• _THE RECORDS_
use crate::error::{AppResult, ConfigError};
use crate::models::document::BootstrapParams;
use crate::models::output::OutputConfig;
use crate::models::plan::RunMode;
use crate::models::prompt::PromptInput;
use serde::Deserialize;
use std::path::Path;
use tokio::fs;

/// 运行请求：界面表单填写完成后的内容
#[derive(Debug, Clone, Deserialize)]
pub struct RunRequest {
    pub mode: RunMode,
    /// 快捷选页策略（单文档模式）
    #[serde(default)]
    pub selection: Option<String>,
    /// 显式页码（单文档模式），优先于 `selection`
    #[serde(default)]
    pub pages: Option<Vec<u32>>,
    /// 要上传的本地文件（单文档模式）
    #[serde(default)]
    pub file: Option<String>,
    #[serde(default)]
    pub prompt: PromptInput,
    #[serde(default)]
    pub output: OutputConfig,
    /// 从远程存储拉取文档（批量模式必填）
    #[serde(default)]
    pub bootstrap: Option<BootstrapParams>,
}

/// 从 TOML 文本解析运行请求
pub fn parse_run_request(content: &str, source: &str) -> AppResult<RunRequest> {
    let request: RunRequest =
        toml::from_str(content).map_err(|e| ConfigError::TomlParseFailed {
            path: source.to_string(),
            source: e,
        })?;
    Ok(request)
}

/// 从 TOML 文件加载运行请求
pub async fn load_run_request(path: &Path) -> AppResult<RunRequest> {
    let content = fs::read_to_string(path)
        .await
        .map_err(|e| ConfigError::ReadFailed {
            path: path.display().to_string(),
            source: e,
        })?;

    let request = parse_run_request(&content, &path.display().to_string())?;

    tracing::info!(
        "已加载运行请求: {} (模式: {:?}, 输出: {})",
        path.display(),
        request.mode,
        request.output
    );

    Ok(request)
}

• _EXERCISE_
Go through the lines above and copy any that contain "OutputConfig".

• _EXERCISE OUTPUT_
use crate::models::output::OutputConfig;
    pub output: OutputConfig,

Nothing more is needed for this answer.